The next thing I knew, I was no longer in my village.
Stone walls pressed in around me, damp and cold, swallowing every sound. The air reeked of rust and rot, of old wounds and despair. Days blurred into nights, and nights into weeks. I never saw the sun again.
The only company I had was my own blood — pooling on the dirt floor, drying on my skin, marking me with scars I was too young to understand. My body ached, my breath grew thin, yet still I clung to life, as if some invisible hand refused to let me slip away.
Sometimes I would whisper to the shadows, “Mama…?” But the silence was louder than any answer.
In the dark, I learned pain. In the dark, I learned fear.
But somewhere beneath the wounds, buried deep beneath the suffering, a seed was planted. The stone’s light — the one that had chosen me — had not died. It pulsed faintly within, waiting.
And though I was only a child, though I was broken and forgotten… destiny had not forgotten me.
I was broken.
My body ached with wounds that refused to heal, my skin marked with the cruelty of hands that saw me as nothing more than a prize. Hunger clawed at me until even the taste of air felt heavy. I was only a child, yet I had learned the weight of despair too early.
I was hurt.
Every breath was a battle, every blink a prayer. My tears had long dried, leaving only the sting of salt on my cheeks. My voice had faded into silence — there was no one left to hear it.
I was on the brink of death.
And yet… in the stillness, when my heart beat weakly against my ribs, I felt it. A faint warmth, a light that was not of this world. It lingered inside me, pulsing softly in the darkness — the same glow that had once danced in my small hands the day I found the stone.
The barbarians had broken my body, but not the secret buried within me.

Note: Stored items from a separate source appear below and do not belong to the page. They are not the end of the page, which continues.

//! Error types for the collection sync client

use thiserror::Error;

/// Failure of a Synchronization API call
#[derive(Debug, Clone, Error, PartialEq, Eq)]
pub enum ApiError {
    /// The request could not complete (connect failure, timeout, reset)
    #[error("Network error: {0}")]
    Network(String),

    /// Duplicate add
    #[error("Conflict: {0}")]
    Conflict(String),

    /// Target of a remove is absent; callers treat this as success
    #[error("Not found")]
    NotFound,

    /// 401/403 or no credentials for the owner
    #[error("Unauthorized")]
    Unauthorized,

    #[error("Bad request: {0}")]
    BadRequest(String),

    #[error("Server error ({status}): {message}")]
    Server { status: u16, message: String },

    #[error("Invalid response body: {0}")]
    Decode(String),
}

/// Errors of the durable collection cache
#[derive(Debug, Error)]
pub enum CacheError {
    #[error("Database error: {0}")]
    Database(#[from] rusqlite::Error),

    #[error("Serialization error: {0}")]
    Serialization(#[from] serde_json::Error),
}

The light had chosen me. And even as death reached for me, destiny would not let me go.
One night, as I lay curled against the cold stone, barely clinging to breath, voices seeped through the cracks of my cage.
At first, I thought they were only echoes — cruel whispers my mind had conjured. But then I heard the words, clear and merciless:
“Even if you have to grind her to get the powers… do it.”
The world tilted. My stomach knotted. My hands trembled so violently I pressed them against my chest to keep them still.
They did not see me as a child. Not as flesh, not as blood. To them, I was nothing more than a vessel. A thing to be broken. A thing to be used.
Tears burned my eyes, but none fell. I had no tears left.
Something inside me cracked that night — the last fragile thread that tied me to the girl who once ran in fields, chasing sparrows and sunlight.
I was no longer just a child in a cage.
I was prey.
And if I were to live, I would need to become something else.
A thunderous blast shook the walls.
Stone cracked. Dust rained from the ceiling. Screams erupted outside the cage — guttural cries of men, the clash of steel, the roar of fire.
But I did not move.
I only lay there, my cheek pressed against the dirt, my eyes half-closed. I had been broken too many times to flinch, too many times to scream. Pain had carved me hollow, and shock had stolen every piece of me that could still react.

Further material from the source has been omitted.